PROBLEM TO SOLVE. State the number of lines in the material below that contain the word "inventory", without any other text.

RECORD EXTRACTS.
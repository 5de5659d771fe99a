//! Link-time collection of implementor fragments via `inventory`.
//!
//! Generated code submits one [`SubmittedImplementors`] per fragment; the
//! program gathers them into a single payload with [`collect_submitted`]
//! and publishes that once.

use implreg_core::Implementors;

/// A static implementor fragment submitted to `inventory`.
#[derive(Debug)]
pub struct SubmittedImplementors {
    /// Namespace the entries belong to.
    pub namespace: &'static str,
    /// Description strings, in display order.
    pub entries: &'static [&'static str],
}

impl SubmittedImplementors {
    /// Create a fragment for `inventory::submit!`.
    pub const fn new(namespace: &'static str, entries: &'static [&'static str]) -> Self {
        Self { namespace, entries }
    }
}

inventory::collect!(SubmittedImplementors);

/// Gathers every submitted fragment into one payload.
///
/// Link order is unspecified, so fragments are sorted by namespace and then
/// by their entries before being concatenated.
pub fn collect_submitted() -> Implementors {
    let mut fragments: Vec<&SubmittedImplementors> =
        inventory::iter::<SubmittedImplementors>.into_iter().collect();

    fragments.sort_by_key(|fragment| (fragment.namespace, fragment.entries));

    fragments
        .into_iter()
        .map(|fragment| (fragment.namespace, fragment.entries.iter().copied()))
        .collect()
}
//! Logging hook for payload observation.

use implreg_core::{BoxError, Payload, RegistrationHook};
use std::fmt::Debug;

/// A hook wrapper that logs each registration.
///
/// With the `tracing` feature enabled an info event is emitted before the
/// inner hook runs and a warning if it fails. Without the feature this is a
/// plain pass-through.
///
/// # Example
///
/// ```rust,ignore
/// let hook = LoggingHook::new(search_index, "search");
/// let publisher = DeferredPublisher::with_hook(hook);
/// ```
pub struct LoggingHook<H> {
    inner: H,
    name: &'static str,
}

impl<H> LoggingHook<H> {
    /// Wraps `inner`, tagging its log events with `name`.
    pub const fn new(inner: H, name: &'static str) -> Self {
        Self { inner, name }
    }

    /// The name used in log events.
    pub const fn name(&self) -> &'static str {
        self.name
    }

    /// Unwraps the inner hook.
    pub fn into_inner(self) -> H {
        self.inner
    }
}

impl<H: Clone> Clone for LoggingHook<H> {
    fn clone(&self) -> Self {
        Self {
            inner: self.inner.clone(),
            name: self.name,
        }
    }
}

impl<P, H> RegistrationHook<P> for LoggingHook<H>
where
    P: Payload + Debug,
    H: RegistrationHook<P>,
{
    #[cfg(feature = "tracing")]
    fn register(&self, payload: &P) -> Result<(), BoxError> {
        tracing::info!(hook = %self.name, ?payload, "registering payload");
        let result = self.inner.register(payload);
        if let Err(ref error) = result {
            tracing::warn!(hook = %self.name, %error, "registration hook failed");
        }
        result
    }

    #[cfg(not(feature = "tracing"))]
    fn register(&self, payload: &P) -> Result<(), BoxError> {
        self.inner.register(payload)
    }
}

RESULT. 5